Malaysian consultancy Gulf Golden Square Group is establishing a flying school in the east of the country designed to offer an alternative to the US pilot training schools for Middle East-based airlines, writes Leithen Francis.

Gulf Golden International Flying Academy president and chief executive of Gulf Golden Square Morshidi Abdul Rahman says the school plans to open mid-year with an initial intake of around 72 students.

Morshidi says when the September 2001 US terrorist attacks occurred, he realised "it would be difficult for a lot of Middle East students to go to the USA, UK and Europe to be trained as pilots because they would have to go through stringent security procedures and would face prejudice".

Bintulu, a town in east Malaysia's Sarawak province, was chosen as the site because there is plenty of airspace for general aviation.
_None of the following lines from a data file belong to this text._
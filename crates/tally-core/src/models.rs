use chrono::{DateTime, NaiveDate, Utc};
use rust_decimal::Decimal;
use serde::{Deserialize, Serialize};
use thiserror::Error;
use uuid::Uuid;

use crate::standards::AccountType;

#[derive(Debug, Clone, Serialize, Deserialize, PartialEq)]
pub struct Account {
    pub id: Uuid,
    pub code: String,
    pub name: String,
    pub account_type: AccountType,
    pub parent_id: Option<Uuid>,
    #[serde(default = "default_true")]
    pub is_active: bool,
    /// Aggregation accounts only roll up children and cannot carry journal lines.
    #[serde(default = "default_true")]
    pub allows_movements: bool,
    pub description: Option<String>,
}

#[derive(Debug, Clone, Serialize, Deserialize, PartialEq)]
pub struct CostCenter {
    pub id: Uuid,
    pub code: String,
    pub name: String,
    pub parent_id: Option<Uuid>,
    #[serde(default = "default_true")]
    pub is_active: bool,
}

#[derive(Debug, Clone, Copy, Serialize, Deserialize, PartialEq, Eq)]
#[serde(rename_all = "snake_case")]
pub enum ThirdPartyKind {
    Customer,
    Supplier,
    Employee,
    Other,
}

#[derive(Debug, Clone, Serialize, Deserialize, PartialEq)]
pub struct ThirdParty {
    pub id: Uuid,
    pub code: String,
    pub name: String,
    pub kind: ThirdPartyKind,
    pub tax_id: Option<String>,
    pub email: Option<String>,
    pub payment_term_id: Option<Uuid>,
    #[serde(default = "default_true")]
    pub is_active: bool,
}

#[derive(Debug, Clone, Serialize, Deserialize, PartialEq)]
pub struct PaymentTerm {
    pub id: Uuid,
    pub code: String,
    pub name: String,
    pub days: i64,
    #[serde(default)]
    pub discount_pct: Decimal,
    #[serde(default)]
    pub discount_days: i64,
}

impl PaymentTerm {
    /// `None` when the term pushes the date out of the representable range.
    pub fn due_date(&self, issued_on: NaiveDate) -> Option<NaiveDate> {
        issued_on.checked_add_signed(chrono::TimeDelta::try_days(self.days)?)
    }
}

#[derive(Debug, Clone, Copy, Serialize, Deserialize, PartialEq, Eq)]
#[serde(rename_all = "snake_case")]
pub enum JournalEntryStatus {
    Draft,
    Posted,
    Cancelled,
}

#[derive(Debug, Clone, Serialize, Deserialize, PartialEq)]
pub struct JournalLine {
    pub account_id: Uuid,
    #[serde(default)]
    pub debit: Decimal,
    #[serde(default)]
    pub credit: Decimal,
    pub cost_center_id: Option<Uuid>,
    pub third_party_id: Option<Uuid>,
    pub description: Option<String>,
}

impl JournalLine {
    pub fn debit(account_id: Uuid, amount: Decimal) -> Self {
        Self {
            account_id,
            debit: amount,
            credit: Decimal::ZERO,
            cost_center_id: None,
            third_party_id: None,
            description: None,
        }
    }

    pub fn credit(account_id: Uuid, amount: Decimal) -> Self {
        Self {
            account_id,
            debit: Decimal::ZERO,
            credit: amount,
            cost_center_id: None,
            third_party_id: None,
            description: None,
        }
    }
}

#[derive(Debug, Clone, PartialEq, Eq, Error)]
pub enum JournalError {
    #[error("journal entry has no lines")]
    Empty,
    #[error("line {index} must carry either a debit or a credit, not both")]
    MixedLine { index: usize },
    #[error("line {index} has a negative amount")]
    NegativeAmount { index: usize },
    #[error("journal entry is unbalanced: debits {debits} != credits {credits}")]
    Unbalanced { debits: Decimal, credits: Decimal },
}

#[derive(Debug, Clone, Serialize, Deserialize, PartialEq)]
pub struct JournalEntry {
    pub id: Uuid,
    pub number: Option<String>,
    pub date: NaiveDate,
    pub description: String,
    pub status: JournalEntryStatus,
    pub lines: Vec<JournalLine>,
    pub created_at: Option<DateTime<Utc>>,
}

impl JournalEntry {
    pub fn draft(date: NaiveDate, description: impl Into<String>, lines: Vec<JournalLine>) -> Self {
        Self {
            id: Uuid::new_v4(),
            number: None,
            date,
            description: description.into(),
            status: JournalEntryStatus::Draft,
            lines,
            created_at: None,
        }
    }

    pub fn total_debits(&self) -> Decimal {
        self.lines.iter().map(|line| line.debit).sum()
    }

    pub fn total_credits(&self) -> Decimal {
        self.lines.iter().map(|line| line.credit).sum()
    }

    pub fn validate(&self) -> Result<(), JournalError> {
        if self.lines.is_empty() {
            return Err(JournalError::Empty);
        }

        for (index, line) in self.lines.iter().enumerate() {
            if line.debit < Decimal::ZERO || line.credit < Decimal::ZERO {
                return Err(JournalError::NegativeAmount { index });
            }
            if !line.debit.is_zero() && !line.credit.is_zero() {
                return Err(JournalError::MixedLine { index });
            }
        }

        let debits = self.total_debits();
        let credits = self.total_credits();
        if debits != credits {
            return Err(JournalError::Unbalanced { debits, credits });
        }

        Ok(())
    }
}

#[derive(Debug, Clone, Copy, Serialize, Deserialize, PartialEq, Eq)]
#[serde(rename_all = "snake_case")]
pub enum InvoiceStatus {
    Draft,
    Issued,
    Paid,
    Cancelled,
}

#[derive(Debug, Clone, Serialize, Deserialize, PartialEq)]
pub struct InvoiceLine {
    pub description: String,
    pub quantity: Decimal,
    pub unit_price: Decimal,
    #[serde(default)]
    pub tax_rate: Decimal,
}

impl InvoiceLine {
    pub fn subtotal(&self) -> Decimal {
        (self.quantity * self.unit_price).round_dp(2)
    }

    pub fn tax(&self) -> Decimal {
        (self.subtotal() * self.tax_rate).round_dp(2)
    }
}

#[derive(Debug, Clone, Serialize, Deserialize, PartialEq)]
pub struct Invoice {
    pub id: Uuid,
    pub number: String,
    pub third_party_id: Uuid,
    pub payment_term_id: Option<Uuid>,
    pub issue_date: NaiveDate,
    pub due_date: Option<NaiveDate>,
    pub currency: String,
    pub status: InvoiceStatus,
    pub lines: Vec<InvoiceLine>,
}

impl Invoice {
    pub fn subtotal(&self) -> Decimal {
        self.lines.iter().map(InvoiceLine::subtotal).sum()
    }

    pub fn tax_total(&self) -> Decimal {
        self.lines.iter().map(InvoiceLine::tax).sum()
    }

    pub fn total(&self) -> Decimal {
        self.subtotal() + self.tax_total()
    }
}

fn default_true() -> bool {
    true
}

#[cfg(test)]
mod tests {
    use super::*;

    fn date() -> NaiveDate {
        NaiveDate::from_ymd_opt(2026, 3, 31).expect("valid date")
    }

    #[test]
    fn balanced_entry_validates() {
        let cash = Uuid::new_v4();
        let revenue = Uuid::new_v4();
        let entry = JournalEntry::draft(
            date(),
            "Invoice posted",
            vec![
                JournalLine::debit(cash, Decimal::new(12050, 2)),
                JournalLine::credit(revenue, Decimal::new(12050, 2)),
            ],
        );

        assert_eq!(entry.validate(), Ok(()));
        assert_eq!(entry.total_debits(), Decimal::new(12050, 2));
    }

    #[test]
    fn unbalanced_entry_is_rejected() {
        let entry = JournalEntry::draft(
            date(),
            "Broken",
            vec![
                JournalLine::debit(Uuid::new_v4(), Decimal::new(100, 0)),
                JournalLine::credit(Uuid::new_v4(), Decimal::new(90, 0)),
            ],
        );

        assert_eq!(
            entry.validate(),
            Err(JournalError::Unbalanced {
                debits: Decimal::new(100, 0),
                credits: Decimal::new(90, 0),
            })
        );
    }

    #[test]
    fn empty_and_mixed_lines_are_rejected() {
        let empty = JournalEntry::draft(date(), "Empty", Vec::new());
        assert_eq!(empty.validate(), Err(JournalError::Empty));

        let mut line = JournalLine::debit(Uuid::new_v4(), Decimal::ONE);
        line.credit = Decimal::ONE;
        let mixed = JournalEntry::draft(date(), "Mixed", vec![line]);
        assert_eq!(mixed.validate(), Err(JournalError::MixedLine { index: 0 }));
    }

    #[test]
    fn invoice_totals_include_tax() {
        let invoice = Invoice {
            id: Uuid::new_v4(),
            number: "F-0001".to_string(),
            third_party_id: Uuid::new_v4(),
            payment_term_id: None,
            issue_date: date(),
            due_date: None,
            currency: "EUR".to_string(),
            status: InvoiceStatus::Draft,
            lines: vec![InvoiceLine {
                description: "Consulting".to_string(),
                quantity: Decimal::new(3, 0),
                unit_price: Decimal::new(10000, 2),
                tax_rate: Decimal::new(21, 2),
            }],
        };

        assert_eq!(invoice.subtotal(), Decimal::new(30000, 2));
        assert_eq!(invoice.tax_total(), Decimal::new(6300, 2));
        assert_eq!(invoice.total(), Decimal::new(36300, 2));
    }

    #[test]
    fn payment_term_due_date_adds_days() {
        let mut term = PaymentTerm {
            id: Uuid::new_v4(),
            code: "NET30".to_string(),
            name: "Net 30".to_string(),
            days: 30,
            discount_pct: Decimal::ZERO,
            discount_days: 0,
        };
        assert_eq!(term.due_date(date()), NaiveDate::from_ymd_opt(2026, 4, 30));

        term.days = i64::MAX;
        assert_eq!(term.due_date(date()), None);
        term.days = 400_000_000;
        assert_eq!(term.due_date(date()), None);
    }
}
The airport was built two years ago and it has a 2,740m (9,000ft)-long runway.

Last year the school signed a memorandum of understanding (MoU) with Diamond Aircraft for the acquisition of DA40A and DA42 trainers, but Morshidi says the school is still considering Cessna 172s or Zlin aircraft from Czech aircraft maker Moravan Aviation.

He adds that it might be possible to divide the planned order for 36-40 aircraft between two manufacturers.

The school also signed an MoU last year for 10 Aero Nimbus NMX very light jets, which are under development, but Morshidi says he is now unable to commit to an order as he is unsure when the aircraft can be delivered.

Rather than wait for the NMX, he says the school plans to first order a Bombardier Learjet 60 and two Learjet 45s.